INSTRUCTIONS TO FOLLOW: Transcribe the entries that follow, word for word.

DATA TO USE:
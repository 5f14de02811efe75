mod command_input;
mod input;
mod search_input;

pub use command_input::{CommandEvent, CommandInput};
pub use search_input::{SearchEvent, SearchInput};

/// Outcome of offering a key to a component or view.
#[derive(Debug, Clone, PartialEq, Eq)]
pub enum KeyResult<T> {
  /// Key was consumed, nothing for the parent to do
  Handled,
  /// Key was consumed and produced something for the parent
  Event(T),
  /// Key was not consumed; the parent tries its own bindings
  NotHandled,
}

TASK OUTPUT:
repository 5f14de02811efe75
mod command_input;
mod input;
mod search_input;

pub use command_input::{CommandEvent, CommandInput};
pub use search_input::{SearchEvent, SearchInput};

/// Outcome of offering a key to a component or view.
#[derive(Debug, Clone, PartialEq, Eq)]
pub enum KeyResult<T> {
  /// Key was consumed, nothing for the parent to do
  Handled,
  /// Key was consumed and produced something for the parent
  Event(T),
  /// Key was not consumed; the parent tries its own bindings
  NotHandled,
}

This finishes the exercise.